* _Information supplied_:
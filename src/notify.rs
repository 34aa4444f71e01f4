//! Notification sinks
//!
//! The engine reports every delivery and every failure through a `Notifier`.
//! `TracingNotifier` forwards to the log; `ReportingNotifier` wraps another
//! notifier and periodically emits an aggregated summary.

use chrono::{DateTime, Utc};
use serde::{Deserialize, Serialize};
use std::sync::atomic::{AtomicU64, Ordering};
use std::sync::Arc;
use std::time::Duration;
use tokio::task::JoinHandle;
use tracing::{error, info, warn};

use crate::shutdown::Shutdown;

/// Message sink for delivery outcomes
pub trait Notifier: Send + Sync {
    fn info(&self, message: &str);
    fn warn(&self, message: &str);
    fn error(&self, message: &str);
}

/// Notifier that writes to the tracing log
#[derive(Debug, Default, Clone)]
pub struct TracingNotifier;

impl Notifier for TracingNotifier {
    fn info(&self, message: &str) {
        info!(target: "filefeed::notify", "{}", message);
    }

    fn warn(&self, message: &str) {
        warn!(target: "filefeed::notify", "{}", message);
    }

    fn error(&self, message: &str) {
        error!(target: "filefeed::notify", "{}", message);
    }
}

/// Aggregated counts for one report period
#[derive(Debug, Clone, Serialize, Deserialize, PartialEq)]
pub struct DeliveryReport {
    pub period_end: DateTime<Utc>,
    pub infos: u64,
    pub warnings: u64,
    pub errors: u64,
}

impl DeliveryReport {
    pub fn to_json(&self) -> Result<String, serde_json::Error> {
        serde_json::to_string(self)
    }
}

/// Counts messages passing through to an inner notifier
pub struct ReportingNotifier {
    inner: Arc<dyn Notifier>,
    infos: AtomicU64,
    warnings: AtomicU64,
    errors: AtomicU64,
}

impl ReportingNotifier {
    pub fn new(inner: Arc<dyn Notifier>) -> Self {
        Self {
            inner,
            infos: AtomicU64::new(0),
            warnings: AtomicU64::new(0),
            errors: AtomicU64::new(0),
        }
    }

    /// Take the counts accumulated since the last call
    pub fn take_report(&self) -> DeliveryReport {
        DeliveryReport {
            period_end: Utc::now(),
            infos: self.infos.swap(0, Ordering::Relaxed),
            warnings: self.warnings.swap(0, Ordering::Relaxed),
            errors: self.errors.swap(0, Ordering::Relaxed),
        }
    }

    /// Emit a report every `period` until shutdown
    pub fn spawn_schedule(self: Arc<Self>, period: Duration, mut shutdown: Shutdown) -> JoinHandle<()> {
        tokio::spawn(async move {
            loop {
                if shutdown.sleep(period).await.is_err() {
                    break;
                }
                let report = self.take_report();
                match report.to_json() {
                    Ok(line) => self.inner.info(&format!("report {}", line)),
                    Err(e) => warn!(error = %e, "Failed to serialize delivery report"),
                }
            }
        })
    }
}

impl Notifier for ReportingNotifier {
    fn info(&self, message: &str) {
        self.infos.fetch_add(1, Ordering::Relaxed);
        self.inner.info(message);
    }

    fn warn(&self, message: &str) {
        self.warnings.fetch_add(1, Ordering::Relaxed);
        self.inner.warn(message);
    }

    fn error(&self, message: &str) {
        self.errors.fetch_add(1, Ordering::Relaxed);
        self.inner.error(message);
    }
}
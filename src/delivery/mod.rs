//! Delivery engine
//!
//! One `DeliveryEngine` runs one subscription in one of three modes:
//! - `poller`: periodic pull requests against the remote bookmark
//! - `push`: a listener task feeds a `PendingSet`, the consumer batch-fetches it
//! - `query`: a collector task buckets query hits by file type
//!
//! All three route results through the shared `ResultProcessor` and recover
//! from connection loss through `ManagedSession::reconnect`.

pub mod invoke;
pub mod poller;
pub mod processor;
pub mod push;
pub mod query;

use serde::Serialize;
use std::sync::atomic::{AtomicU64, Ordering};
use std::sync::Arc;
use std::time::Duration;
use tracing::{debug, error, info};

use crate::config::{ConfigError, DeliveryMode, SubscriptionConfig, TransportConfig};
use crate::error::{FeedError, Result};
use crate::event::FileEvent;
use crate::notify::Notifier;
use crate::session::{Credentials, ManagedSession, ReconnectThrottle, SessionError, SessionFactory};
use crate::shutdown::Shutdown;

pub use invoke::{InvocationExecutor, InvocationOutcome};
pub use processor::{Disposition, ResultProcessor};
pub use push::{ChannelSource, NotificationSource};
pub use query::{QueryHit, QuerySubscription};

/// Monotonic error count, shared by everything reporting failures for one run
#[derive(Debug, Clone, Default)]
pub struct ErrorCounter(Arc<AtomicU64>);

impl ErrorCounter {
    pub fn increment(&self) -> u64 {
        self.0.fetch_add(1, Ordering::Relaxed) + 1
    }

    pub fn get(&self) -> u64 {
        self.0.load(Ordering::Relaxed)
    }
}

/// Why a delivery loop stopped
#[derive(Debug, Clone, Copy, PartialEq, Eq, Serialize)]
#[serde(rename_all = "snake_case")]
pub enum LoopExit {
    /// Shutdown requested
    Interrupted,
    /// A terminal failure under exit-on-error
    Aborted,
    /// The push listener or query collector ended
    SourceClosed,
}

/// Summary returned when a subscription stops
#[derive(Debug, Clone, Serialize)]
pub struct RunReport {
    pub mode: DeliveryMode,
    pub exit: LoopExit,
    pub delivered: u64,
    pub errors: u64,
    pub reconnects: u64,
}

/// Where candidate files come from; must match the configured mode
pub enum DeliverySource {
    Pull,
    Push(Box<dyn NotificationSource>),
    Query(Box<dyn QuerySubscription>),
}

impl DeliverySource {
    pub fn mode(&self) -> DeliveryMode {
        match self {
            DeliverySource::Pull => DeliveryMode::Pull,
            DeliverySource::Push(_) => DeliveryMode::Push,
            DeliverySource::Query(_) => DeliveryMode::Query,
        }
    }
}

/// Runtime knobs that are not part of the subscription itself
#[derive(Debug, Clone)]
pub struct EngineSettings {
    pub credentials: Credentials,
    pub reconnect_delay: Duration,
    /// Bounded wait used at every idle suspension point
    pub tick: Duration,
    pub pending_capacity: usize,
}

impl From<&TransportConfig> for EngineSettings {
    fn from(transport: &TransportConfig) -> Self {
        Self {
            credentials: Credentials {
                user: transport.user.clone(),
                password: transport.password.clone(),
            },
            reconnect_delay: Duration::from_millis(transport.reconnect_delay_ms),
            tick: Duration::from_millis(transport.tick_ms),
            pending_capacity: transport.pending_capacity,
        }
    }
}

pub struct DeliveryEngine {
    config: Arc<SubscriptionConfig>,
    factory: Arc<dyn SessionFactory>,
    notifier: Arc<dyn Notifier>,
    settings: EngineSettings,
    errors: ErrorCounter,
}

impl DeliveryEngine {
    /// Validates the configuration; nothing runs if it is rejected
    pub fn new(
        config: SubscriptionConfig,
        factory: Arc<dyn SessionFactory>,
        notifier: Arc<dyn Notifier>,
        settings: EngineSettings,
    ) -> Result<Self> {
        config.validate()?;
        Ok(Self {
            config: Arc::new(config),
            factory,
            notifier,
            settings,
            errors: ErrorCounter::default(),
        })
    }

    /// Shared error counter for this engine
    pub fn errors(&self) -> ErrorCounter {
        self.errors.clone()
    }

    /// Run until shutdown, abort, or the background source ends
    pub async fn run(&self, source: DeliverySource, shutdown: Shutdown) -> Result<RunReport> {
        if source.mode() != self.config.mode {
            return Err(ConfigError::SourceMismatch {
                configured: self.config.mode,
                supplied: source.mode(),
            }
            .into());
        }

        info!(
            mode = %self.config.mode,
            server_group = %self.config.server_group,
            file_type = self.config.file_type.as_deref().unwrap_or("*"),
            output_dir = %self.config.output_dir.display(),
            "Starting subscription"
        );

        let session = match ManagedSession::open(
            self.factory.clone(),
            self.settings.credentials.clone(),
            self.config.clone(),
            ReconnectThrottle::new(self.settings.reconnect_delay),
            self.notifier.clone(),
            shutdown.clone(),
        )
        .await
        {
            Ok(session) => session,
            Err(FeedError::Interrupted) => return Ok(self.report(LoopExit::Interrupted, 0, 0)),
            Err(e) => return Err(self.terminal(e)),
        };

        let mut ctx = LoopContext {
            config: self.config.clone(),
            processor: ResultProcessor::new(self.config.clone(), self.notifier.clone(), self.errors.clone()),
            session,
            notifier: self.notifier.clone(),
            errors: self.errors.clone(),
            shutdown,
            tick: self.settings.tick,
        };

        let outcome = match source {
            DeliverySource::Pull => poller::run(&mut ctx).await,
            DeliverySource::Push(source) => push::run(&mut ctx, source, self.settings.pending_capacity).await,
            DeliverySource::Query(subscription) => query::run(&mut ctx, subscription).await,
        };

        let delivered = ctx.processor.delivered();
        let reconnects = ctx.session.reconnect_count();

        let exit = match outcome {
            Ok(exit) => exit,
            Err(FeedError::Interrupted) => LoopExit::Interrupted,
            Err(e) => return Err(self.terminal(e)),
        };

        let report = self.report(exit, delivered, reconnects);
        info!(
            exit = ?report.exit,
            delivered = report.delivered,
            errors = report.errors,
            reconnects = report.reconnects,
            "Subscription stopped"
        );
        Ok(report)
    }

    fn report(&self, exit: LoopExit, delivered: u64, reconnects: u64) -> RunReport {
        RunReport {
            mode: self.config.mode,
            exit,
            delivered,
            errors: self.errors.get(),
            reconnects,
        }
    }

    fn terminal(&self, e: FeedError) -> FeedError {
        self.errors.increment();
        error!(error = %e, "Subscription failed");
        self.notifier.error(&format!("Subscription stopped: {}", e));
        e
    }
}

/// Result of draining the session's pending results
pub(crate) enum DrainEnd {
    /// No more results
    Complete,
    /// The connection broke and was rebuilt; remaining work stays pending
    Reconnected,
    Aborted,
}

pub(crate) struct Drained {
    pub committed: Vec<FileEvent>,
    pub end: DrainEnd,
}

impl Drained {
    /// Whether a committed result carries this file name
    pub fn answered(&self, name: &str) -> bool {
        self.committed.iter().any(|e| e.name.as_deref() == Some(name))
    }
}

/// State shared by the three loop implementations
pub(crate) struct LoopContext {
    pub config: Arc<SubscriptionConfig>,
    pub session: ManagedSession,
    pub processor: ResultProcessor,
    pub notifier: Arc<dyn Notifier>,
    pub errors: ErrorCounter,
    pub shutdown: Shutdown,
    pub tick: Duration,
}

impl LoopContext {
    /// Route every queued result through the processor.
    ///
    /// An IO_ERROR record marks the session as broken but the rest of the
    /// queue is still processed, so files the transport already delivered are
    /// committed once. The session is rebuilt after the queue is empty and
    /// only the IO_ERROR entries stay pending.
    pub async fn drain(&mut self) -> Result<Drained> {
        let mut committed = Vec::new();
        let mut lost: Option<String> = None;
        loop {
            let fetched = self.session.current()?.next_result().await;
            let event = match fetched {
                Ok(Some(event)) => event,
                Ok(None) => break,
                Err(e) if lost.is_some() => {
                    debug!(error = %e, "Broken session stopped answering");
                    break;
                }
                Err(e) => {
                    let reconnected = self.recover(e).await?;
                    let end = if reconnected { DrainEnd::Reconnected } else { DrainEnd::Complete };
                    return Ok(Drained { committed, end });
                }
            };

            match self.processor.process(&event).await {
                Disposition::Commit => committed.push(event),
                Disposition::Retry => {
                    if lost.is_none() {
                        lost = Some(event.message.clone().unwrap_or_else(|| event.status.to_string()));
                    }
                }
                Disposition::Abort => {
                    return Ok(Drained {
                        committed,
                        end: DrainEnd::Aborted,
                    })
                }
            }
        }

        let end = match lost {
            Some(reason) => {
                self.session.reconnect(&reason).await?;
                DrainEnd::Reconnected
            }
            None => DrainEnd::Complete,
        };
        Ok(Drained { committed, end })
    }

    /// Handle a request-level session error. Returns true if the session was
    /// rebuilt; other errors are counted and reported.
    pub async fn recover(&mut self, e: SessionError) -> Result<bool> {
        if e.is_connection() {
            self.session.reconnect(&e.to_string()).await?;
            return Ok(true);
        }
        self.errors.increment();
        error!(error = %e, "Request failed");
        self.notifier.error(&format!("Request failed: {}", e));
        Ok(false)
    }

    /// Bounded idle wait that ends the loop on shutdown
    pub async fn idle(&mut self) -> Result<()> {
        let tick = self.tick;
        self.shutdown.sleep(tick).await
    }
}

* * *

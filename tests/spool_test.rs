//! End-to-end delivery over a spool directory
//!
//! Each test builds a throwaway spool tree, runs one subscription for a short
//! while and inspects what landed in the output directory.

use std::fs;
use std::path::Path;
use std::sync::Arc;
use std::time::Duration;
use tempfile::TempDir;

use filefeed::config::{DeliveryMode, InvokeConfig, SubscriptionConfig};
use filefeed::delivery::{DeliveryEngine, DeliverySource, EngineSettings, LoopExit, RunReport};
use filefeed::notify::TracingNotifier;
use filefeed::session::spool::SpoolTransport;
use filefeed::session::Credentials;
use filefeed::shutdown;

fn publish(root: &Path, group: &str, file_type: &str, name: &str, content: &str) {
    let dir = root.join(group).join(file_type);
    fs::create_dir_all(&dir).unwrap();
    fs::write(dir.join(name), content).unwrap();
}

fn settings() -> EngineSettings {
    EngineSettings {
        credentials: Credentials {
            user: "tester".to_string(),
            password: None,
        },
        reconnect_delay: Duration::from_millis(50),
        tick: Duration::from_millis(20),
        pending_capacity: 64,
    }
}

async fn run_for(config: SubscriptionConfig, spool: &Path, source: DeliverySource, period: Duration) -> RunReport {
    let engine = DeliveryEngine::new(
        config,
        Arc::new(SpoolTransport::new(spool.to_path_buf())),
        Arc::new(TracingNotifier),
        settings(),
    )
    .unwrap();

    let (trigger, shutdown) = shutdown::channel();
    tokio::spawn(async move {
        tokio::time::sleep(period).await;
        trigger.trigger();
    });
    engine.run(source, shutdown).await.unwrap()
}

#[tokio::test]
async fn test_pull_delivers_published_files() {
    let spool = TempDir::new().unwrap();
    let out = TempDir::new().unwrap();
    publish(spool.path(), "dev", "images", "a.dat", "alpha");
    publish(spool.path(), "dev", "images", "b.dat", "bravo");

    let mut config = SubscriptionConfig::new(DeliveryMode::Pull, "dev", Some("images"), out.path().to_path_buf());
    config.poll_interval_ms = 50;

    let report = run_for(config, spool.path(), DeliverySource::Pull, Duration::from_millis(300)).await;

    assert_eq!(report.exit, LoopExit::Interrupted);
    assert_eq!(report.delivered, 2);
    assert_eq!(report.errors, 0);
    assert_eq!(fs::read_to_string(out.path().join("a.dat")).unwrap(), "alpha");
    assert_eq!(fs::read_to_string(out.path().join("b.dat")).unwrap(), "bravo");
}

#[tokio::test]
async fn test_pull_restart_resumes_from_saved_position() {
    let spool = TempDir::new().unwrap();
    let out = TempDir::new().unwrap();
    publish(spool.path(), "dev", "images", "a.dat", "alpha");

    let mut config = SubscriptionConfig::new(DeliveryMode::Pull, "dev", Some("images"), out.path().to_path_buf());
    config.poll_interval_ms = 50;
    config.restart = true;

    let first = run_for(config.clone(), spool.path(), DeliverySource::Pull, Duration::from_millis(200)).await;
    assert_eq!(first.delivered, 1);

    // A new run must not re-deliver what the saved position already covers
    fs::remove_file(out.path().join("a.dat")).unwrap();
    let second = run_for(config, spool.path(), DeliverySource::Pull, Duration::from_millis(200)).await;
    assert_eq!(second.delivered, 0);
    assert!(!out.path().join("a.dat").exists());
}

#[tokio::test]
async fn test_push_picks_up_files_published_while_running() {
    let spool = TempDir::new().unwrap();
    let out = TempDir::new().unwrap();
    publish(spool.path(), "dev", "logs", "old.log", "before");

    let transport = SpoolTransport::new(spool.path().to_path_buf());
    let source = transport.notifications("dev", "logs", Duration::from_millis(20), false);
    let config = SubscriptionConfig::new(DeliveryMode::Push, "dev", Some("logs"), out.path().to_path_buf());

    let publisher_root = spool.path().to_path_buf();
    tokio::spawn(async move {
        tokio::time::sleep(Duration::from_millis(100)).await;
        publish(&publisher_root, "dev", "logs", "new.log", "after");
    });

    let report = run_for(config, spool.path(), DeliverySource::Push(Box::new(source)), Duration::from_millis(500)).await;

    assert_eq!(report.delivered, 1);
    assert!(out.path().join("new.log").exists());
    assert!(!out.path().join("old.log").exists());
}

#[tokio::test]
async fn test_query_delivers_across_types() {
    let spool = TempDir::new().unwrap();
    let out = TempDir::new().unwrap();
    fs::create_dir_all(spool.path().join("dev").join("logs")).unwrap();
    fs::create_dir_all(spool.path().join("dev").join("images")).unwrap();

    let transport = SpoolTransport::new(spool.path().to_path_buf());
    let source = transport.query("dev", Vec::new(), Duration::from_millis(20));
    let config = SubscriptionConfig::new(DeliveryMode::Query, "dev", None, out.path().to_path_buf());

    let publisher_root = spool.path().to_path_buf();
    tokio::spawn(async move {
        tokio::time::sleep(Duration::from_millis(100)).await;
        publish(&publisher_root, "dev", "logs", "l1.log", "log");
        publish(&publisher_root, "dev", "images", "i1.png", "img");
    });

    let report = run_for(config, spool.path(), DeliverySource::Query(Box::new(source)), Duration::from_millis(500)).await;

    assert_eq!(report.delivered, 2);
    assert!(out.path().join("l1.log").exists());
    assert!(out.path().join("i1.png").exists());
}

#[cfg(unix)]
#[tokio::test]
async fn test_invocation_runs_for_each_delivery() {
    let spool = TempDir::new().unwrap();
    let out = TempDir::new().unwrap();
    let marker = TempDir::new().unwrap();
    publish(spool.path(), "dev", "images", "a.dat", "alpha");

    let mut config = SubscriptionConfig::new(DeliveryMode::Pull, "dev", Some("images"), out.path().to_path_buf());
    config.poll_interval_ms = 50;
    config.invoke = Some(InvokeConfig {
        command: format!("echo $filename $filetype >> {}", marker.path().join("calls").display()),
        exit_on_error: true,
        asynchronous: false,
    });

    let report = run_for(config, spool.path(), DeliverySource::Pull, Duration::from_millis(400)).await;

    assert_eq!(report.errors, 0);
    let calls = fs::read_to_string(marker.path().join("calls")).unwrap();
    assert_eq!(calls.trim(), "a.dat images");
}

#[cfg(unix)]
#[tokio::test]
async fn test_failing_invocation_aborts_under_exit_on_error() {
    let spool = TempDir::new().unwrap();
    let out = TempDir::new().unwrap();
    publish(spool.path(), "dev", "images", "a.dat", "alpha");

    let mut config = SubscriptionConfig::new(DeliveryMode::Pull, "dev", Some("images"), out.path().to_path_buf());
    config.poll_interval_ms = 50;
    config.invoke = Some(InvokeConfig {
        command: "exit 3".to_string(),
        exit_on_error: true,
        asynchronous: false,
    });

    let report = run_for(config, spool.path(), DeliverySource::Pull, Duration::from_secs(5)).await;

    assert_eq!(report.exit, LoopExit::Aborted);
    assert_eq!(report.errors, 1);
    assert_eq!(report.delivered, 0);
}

* _Exercise requirements_: Say how many lines in the records hold the word "collector", giving the number by itself.

* _Response_: 2